The toxic effects of irinotecan on human erythrocyte AChE in vitro

Abstract

The best-characterised function of AChE is the hydrolysis of acetylcholine (ACh) at cholinergic synapses. Inhibition of its enzyme leads to an accumulation of ACh resulting in an over-stimulation of the whole cholinergic system. Muscular and nerve AChE are only present in the synaptic cleft and cannot be measured directly. Since erythrocyte AChE has a similar structure as the synaptic enzyme, it appears to be a suitable parameter to reflect the various reactions at the synaptic site. Therefore its measurement is of high value for therapy management, especially during the course of the intoxication with different chemicals or drugs that inhibits activity of enzyme. Irinotecan is one of the most important new anticancer drugs developed in the last few decades. It has undergone extensive clinical investigation worldwide and demonstrated potent activity against many types of human cancer, in particular, gastrointestinal and pulmonary malignancies, but also leukemia and lymphomas, as well as central nervous system malignant gliomas. The principal dose-limiting toxicity of irinotecan is diarrhoea related to a cholinergic surge from inhibition of AChE. In our experiments, the inhibitory power (IC50) of irinotecan on AChE of human erythrocytes is determined and compared with physostigmine which is tested as reference drug. IC50 values were 5.0 x 10^-7 for irinotecan and 2.0 x 10^-8 mol/l for physostigmine. Also, a continuous decrease of catalytic activity of human erythrocyte AChE was obtained 10, 30, 60, 120, 150 and 180 minutes after addition doses of irinotecan recommended as monotherapy in adult patients (9.0 and 4.6 μ g/ml).
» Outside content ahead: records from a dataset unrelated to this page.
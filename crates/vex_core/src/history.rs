//! The action log: a backward-linked chain of action records plus a
//! redo stack that survives divergent edits.
//!
//! Every mutating command appends one [`ActionRecord`]; `undo` moves the
//! head back and parks the undone action on the redo stack; `redo` picks
//! an alternative back off. A mutating command issued while the redo
//! stack is non-empty does not discard it; the new action joins the
//! stack head as a sibling alternative, anchored at the position both
//! lines diverge from.

use crate::error::{Result, VexError};
use crate::object_id::ObjectId;
use crate::object_store::ObjectStore;
use crate::scratch::{ScratchStore, ACTION_LOG_HEAD, REDO_STACK_HEAD};
use crate::transaction::Transaction;
use crate::types::{ActionRecord, RedoRecord};

/// Reads the action-log head.
pub fn head(scratch: &ScratchStore) -> Result<Option<ObjectId>> {
    scratch.get_id(ACTION_LOG_HEAD)
}

/// Walks the log head-first, verifying the chain is gap-free.
///
/// # Errors
///
/// `CorruptLog` when a record's `prev` does not resolve.
pub fn entries(
    store: &ObjectStore,
    from: Option<ObjectId>,
    limit: usize,
) -> Result<Vec<(ObjectId, ActionRecord)>> {
    let mut out = Vec::new();
    let mut current = from;

    while let Some(id) = current {
        if out.len() >= limit {
            break;
        }
        let record: ActionRecord = store.get_typed(id).map_err(|e| match e {
            VexError::NotFound(_) => {
                VexError::CorruptLog(format!("missing record {}", id.as_hex()))
            }
            other => other,
        })?;
        current = record.prev;
        out.push((id, record));
    }

    Ok(out)
}

/// The redo alternatives available at the current position, oldest
/// line first, paired with their action records.
pub fn redo_alternatives(
    store: &ObjectStore,
    scratch: &ScratchStore,
) -> Result<Vec<(ObjectId, ActionRecord)>> {
    let Some(redo_id) = scratch.get_id(REDO_STACK_HEAD)? else {
        return Ok(vec![]);
    };
    let record: RedoRecord = store.get_typed(redo_id)?;

    let mut out = Vec::with_capacity(record.alternatives.len());
    for action_id in record.alternatives {
        let action: ActionRecord = store.get_typed(action_id)?;
        out.push((action_id, action));
    }
    Ok(out)
}

/// Plans the redo-stack and head updates for undoing `undone`.
///
/// When the stack head is already anchored at the position we return to,
/// the undone action merges into its alternatives; otherwise a fresh
/// node is pushed.
pub fn plan_undo(
    txn: &mut Transaction<'_>,
    undone: ObjectId,
    undone_prev: Option<ObjectId>,
) -> Result<()> {
    let old_head = txn.pointer_id(REDO_STACK_HEAD)?;

    let node = match old_head {
        Some(head_id) => {
            let head: RedoRecord = txn.get_typed(head_id)?;
            if head.anchor == undone_prev {
                let mut alternatives = head.alternatives;
                if !alternatives.contains(&undone) {
                    alternatives.push(undone);
                }
                RedoRecord {
                    anchor: undone_prev,
                    alternatives,
                    prev: head.prev,
                }
            } else {
                RedoRecord {
                    anchor: undone_prev,
                    alternatives: vec![undone],
                    prev: Some(head_id),
                }
            }
        }
        None => RedoRecord {
            anchor: undone_prev,
            alternatives: vec![undone],
            prev: None,
        },
    };

    let node_id = txn.put_typed(&node)?;
    txn.set_pointer(REDO_STACK_HEAD, Some(node_id.as_hex()));
    txn.set_pointer(
        ACTION_LOG_HEAD,
        undone_prev.map(|id| id.as_hex()),
    );
    Ok(())
}

/// Plans the redo-stack update for a new action taken while the stack is
/// non-empty: the new action becomes a sibling alternative instead of
/// discarding the redoable line(s).
pub fn plan_branching(txn: &mut Transaction<'_>, new_action: ObjectId) -> Result<()> {
    let Some(head_id) = txn.pointer_id(REDO_STACK_HEAD)? else {
        return Ok(());
    };
    // The position the lines diverge from is the pre-action head.
    let divergence = match txn.snapshot_value(ACTION_LOG_HEAD) {
        Some(value) => Some(ObjectId::from_hex(&value)?),
        None => None,
    };

    let head: RedoRecord = txn.get_typed(head_id)?;
    let node = if head.anchor == divergence {
        let mut alternatives = head.alternatives;
        if !alternatives.contains(&new_action) {
            alternatives.push(new_action);
        }
        RedoRecord {
            anchor: divergence,
            alternatives,
            prev: head.prev,
        }
    } else {
        RedoRecord {
            anchor: divergence,
            alternatives: vec![new_action],
            prev: Some(head_id),
        }
    };

    let node_id = txn.put_typed(&node)?;
    txn.set_pointer(REDO_STACK_HEAD, Some(node_id.as_hex()));
    Ok(())
}

/// Plans the consumption of one redo alternative. Remaining siblings stay
/// available; an emptied node pops to its predecessor.
pub fn plan_consume(txn: &mut Transaction<'_>, node: &RedoRecord, chosen: ObjectId) -> Result<()> {
    let remaining: Vec<ObjectId> = node
        .alternatives
        .iter()
        .copied()
        .filter(|id| *id != chosen)
        .collect();

    if remaining.is_empty() {
        txn.set_pointer(REDO_STACK_HEAD, node.prev.map(|id| id.as_hex()));
    } else {
        let replacement = RedoRecord {
            anchor: node.anchor,
            alternatives: remaining,
            prev: node.prev,
        };
        let replacement_id = txn.put_typed(&replacement)?;
        txn.set_pointer(REDO_STACK_HEAD, Some(replacement_id.as_hex()));
    }
    Ok(())
}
A higher dose of irinotecan inhibited the AChE activity with potency similar to that estimated for the physostigmine, and there was a slight reduction in the inhibition of AChE by both of doses of irinotecan with increased incubation times. In conclusion, the inhibition of AChE activity seems to be connected with administration of irinotecan. Judging from experimental in vitro data, we believe that in addition to the measurement of AChE activity, it would be appropriate to control acute cholinergic syndrome in patients with carcinoma.